**Instructions to follow:** Present each line of the entries below that holds the word "Option".

*** Data in this exercise ***

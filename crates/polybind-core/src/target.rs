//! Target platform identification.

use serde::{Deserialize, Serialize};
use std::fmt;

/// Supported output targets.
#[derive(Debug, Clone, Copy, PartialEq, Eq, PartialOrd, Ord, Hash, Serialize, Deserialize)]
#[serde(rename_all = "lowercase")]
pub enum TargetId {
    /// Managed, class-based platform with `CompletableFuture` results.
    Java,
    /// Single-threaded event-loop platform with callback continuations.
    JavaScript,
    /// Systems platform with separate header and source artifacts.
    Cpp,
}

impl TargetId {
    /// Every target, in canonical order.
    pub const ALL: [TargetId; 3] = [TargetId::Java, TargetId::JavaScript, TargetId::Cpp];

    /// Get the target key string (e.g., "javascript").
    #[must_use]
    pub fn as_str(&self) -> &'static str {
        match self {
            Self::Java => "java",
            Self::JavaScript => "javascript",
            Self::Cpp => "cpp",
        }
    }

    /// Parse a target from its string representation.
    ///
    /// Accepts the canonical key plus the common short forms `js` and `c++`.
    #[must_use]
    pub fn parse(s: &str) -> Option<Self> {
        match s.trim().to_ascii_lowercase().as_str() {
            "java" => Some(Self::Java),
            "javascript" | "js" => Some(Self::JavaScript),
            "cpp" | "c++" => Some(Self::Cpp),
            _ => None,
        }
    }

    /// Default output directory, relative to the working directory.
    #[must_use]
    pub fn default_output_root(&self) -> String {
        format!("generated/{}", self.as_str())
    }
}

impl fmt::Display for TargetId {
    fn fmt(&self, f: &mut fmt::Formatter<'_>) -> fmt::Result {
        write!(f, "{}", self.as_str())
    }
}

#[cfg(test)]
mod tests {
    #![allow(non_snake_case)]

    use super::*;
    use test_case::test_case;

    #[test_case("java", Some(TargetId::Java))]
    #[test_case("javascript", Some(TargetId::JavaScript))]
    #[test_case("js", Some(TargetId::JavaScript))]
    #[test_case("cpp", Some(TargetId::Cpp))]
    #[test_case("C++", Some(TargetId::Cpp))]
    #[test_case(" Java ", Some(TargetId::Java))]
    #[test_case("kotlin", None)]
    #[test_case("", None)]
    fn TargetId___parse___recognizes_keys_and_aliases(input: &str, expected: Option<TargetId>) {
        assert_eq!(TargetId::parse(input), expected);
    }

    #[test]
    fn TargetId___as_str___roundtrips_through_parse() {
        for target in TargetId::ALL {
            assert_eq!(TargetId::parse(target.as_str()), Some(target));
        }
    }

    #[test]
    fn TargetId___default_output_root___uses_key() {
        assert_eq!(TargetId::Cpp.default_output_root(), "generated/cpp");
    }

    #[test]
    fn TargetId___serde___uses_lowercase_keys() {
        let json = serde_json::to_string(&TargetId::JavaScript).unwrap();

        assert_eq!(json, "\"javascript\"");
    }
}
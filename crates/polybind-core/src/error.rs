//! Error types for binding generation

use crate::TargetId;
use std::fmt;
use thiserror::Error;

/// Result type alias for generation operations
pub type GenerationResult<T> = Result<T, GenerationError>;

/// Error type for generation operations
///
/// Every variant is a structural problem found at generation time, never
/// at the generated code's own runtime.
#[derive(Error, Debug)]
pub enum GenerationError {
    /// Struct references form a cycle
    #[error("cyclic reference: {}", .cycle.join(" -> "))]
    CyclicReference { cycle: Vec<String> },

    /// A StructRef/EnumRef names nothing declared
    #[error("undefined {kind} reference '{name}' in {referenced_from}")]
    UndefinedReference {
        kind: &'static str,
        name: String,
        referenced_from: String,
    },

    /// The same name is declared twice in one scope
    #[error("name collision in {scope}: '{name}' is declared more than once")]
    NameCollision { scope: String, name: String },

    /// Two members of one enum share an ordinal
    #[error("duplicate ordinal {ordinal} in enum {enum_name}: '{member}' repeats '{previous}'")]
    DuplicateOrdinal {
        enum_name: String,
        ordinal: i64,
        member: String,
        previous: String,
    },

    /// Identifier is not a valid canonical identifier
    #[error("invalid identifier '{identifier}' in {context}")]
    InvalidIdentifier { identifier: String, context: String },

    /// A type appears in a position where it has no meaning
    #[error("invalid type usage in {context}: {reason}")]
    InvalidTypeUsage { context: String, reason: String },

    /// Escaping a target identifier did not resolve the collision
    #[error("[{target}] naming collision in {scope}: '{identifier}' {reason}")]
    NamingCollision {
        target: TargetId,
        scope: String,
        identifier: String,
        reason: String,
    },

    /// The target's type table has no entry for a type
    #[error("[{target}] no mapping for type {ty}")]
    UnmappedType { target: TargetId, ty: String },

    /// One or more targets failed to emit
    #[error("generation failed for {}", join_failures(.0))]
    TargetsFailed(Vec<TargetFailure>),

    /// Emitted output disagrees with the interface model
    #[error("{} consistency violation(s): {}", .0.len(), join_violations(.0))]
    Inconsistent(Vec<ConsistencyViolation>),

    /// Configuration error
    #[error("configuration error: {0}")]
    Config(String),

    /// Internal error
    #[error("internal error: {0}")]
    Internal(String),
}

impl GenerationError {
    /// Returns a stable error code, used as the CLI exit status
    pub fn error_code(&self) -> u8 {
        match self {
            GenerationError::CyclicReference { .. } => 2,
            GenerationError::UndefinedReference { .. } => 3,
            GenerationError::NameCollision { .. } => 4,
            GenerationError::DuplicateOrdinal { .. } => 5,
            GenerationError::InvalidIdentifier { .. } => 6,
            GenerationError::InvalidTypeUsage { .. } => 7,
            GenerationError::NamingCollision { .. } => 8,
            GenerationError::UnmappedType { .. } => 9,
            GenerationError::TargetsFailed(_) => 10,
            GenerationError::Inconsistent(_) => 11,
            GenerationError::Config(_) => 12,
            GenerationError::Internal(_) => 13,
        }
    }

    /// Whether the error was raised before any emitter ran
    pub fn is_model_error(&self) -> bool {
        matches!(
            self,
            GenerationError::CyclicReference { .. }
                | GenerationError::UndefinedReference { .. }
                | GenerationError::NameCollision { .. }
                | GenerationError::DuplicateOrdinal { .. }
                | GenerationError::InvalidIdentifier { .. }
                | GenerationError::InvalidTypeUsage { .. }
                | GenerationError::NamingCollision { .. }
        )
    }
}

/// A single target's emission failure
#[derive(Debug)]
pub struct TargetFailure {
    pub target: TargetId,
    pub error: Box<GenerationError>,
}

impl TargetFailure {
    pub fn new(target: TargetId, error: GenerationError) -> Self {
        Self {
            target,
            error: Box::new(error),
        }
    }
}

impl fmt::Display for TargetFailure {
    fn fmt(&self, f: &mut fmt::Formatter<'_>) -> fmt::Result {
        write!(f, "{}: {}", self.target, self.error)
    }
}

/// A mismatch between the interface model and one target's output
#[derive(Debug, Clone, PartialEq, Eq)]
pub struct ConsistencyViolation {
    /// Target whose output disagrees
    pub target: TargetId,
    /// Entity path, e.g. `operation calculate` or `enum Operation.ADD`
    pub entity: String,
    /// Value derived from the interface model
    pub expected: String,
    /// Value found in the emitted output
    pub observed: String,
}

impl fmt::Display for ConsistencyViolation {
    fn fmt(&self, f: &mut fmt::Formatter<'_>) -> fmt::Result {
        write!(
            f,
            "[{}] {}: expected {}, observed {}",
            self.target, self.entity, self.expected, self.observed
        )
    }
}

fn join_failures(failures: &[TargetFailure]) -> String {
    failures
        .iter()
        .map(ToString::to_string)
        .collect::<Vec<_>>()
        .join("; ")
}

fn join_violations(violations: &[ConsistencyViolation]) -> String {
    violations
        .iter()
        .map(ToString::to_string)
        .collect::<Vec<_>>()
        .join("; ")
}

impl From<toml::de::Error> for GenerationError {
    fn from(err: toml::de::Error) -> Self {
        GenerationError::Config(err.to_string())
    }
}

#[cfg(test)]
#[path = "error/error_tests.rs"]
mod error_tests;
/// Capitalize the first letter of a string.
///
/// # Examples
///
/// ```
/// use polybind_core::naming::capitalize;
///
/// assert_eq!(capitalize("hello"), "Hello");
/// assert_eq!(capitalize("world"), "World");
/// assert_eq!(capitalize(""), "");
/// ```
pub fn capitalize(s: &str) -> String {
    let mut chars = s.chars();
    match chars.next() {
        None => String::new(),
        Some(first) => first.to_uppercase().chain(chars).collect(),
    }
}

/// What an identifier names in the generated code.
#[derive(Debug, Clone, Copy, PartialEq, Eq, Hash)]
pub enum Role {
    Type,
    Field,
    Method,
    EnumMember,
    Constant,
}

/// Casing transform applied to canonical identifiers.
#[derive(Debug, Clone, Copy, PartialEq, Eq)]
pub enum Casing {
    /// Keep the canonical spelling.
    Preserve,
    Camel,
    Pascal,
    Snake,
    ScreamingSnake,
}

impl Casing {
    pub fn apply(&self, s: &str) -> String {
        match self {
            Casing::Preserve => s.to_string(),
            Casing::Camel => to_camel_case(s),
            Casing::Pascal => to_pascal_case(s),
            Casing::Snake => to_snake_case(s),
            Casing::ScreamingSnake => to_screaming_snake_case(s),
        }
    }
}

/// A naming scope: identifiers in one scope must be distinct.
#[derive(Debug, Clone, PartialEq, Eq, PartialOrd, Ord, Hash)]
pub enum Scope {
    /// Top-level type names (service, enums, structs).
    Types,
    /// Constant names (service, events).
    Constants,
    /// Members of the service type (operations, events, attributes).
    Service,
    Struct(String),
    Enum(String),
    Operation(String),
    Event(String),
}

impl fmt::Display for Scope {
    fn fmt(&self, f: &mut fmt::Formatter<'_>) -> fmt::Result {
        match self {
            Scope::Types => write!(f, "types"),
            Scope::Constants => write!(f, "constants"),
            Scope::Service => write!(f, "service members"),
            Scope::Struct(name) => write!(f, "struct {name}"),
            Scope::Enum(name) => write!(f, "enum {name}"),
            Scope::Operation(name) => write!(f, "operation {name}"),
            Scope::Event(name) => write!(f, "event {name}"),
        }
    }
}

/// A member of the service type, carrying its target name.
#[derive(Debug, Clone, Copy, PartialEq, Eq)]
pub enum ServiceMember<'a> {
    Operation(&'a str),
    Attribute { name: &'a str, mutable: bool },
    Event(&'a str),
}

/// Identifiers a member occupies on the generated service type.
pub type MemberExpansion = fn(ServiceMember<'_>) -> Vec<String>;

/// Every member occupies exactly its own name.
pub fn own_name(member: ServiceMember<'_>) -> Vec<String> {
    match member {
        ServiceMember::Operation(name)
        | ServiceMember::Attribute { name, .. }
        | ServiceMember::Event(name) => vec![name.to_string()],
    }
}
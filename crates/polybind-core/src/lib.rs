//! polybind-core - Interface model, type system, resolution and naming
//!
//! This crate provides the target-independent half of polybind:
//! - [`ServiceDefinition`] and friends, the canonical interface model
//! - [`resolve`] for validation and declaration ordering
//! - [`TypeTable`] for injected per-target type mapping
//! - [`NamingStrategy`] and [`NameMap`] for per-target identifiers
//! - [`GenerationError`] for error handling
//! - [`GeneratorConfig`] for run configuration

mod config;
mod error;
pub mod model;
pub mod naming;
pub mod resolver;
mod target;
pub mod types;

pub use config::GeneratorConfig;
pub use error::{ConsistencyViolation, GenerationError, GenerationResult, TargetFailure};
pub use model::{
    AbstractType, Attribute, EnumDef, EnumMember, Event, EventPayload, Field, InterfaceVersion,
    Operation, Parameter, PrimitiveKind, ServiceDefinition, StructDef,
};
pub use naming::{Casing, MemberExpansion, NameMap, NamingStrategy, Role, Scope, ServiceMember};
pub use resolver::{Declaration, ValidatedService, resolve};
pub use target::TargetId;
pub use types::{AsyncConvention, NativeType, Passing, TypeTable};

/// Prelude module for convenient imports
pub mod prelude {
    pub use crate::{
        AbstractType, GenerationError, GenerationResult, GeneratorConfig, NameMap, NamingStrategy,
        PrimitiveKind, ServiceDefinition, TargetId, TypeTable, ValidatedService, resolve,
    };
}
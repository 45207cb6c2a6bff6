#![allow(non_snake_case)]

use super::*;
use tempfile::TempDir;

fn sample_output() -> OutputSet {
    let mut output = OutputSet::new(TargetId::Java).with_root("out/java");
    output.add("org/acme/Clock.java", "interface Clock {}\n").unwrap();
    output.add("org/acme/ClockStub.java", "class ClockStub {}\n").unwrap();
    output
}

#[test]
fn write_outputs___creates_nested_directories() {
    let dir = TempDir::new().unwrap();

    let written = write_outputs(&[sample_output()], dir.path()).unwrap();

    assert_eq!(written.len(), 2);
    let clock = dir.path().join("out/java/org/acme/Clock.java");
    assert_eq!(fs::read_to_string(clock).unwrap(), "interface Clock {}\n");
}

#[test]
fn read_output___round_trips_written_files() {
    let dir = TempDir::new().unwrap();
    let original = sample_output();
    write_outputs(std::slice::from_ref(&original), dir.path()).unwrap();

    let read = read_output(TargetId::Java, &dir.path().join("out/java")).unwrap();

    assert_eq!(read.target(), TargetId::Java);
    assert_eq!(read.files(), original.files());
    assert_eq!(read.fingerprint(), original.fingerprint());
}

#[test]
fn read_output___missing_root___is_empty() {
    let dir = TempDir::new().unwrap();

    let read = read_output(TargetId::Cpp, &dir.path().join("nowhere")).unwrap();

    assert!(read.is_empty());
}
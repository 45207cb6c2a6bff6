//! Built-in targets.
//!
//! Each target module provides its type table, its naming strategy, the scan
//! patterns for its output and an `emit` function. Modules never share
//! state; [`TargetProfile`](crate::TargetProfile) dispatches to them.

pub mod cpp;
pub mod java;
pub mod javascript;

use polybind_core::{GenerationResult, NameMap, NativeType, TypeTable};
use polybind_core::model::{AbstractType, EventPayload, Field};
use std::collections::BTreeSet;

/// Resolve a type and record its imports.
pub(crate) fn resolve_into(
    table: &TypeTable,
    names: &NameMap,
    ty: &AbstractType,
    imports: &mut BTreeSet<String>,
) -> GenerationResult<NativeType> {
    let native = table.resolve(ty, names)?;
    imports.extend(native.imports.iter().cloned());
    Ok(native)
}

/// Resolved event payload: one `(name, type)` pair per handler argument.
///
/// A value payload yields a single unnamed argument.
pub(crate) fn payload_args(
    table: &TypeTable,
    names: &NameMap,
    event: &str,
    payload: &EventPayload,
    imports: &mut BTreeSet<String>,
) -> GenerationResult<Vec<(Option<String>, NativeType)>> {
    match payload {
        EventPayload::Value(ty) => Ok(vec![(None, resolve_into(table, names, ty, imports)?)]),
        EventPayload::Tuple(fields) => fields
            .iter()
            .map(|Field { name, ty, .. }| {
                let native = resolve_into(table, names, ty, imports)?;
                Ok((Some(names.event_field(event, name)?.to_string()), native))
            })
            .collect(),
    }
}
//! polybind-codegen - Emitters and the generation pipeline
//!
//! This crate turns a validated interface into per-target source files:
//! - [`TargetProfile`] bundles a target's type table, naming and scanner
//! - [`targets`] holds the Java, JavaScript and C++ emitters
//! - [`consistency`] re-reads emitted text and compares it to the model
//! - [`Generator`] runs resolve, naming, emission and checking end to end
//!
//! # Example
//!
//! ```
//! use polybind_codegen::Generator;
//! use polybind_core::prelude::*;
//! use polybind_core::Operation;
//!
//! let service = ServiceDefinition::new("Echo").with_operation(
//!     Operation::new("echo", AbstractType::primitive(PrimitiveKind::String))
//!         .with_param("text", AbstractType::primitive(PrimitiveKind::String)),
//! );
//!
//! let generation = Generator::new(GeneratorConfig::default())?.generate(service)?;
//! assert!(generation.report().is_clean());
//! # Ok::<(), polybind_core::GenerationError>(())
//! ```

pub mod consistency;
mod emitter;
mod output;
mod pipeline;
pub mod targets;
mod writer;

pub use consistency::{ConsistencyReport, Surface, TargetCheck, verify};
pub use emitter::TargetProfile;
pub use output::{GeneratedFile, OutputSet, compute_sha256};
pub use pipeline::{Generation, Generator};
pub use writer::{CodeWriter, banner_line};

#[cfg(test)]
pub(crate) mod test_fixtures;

*** End of Data in this exercise ***

**Answer:**
    pub fn parse(s: &str) -> Option<Self> {
    fn TargetId___parse___recognizes_keys_and_aliases(input: &str, expected: Option<TargetId>) {
) -> GenerationResult<Vec<(Option<String>, NativeType)>> {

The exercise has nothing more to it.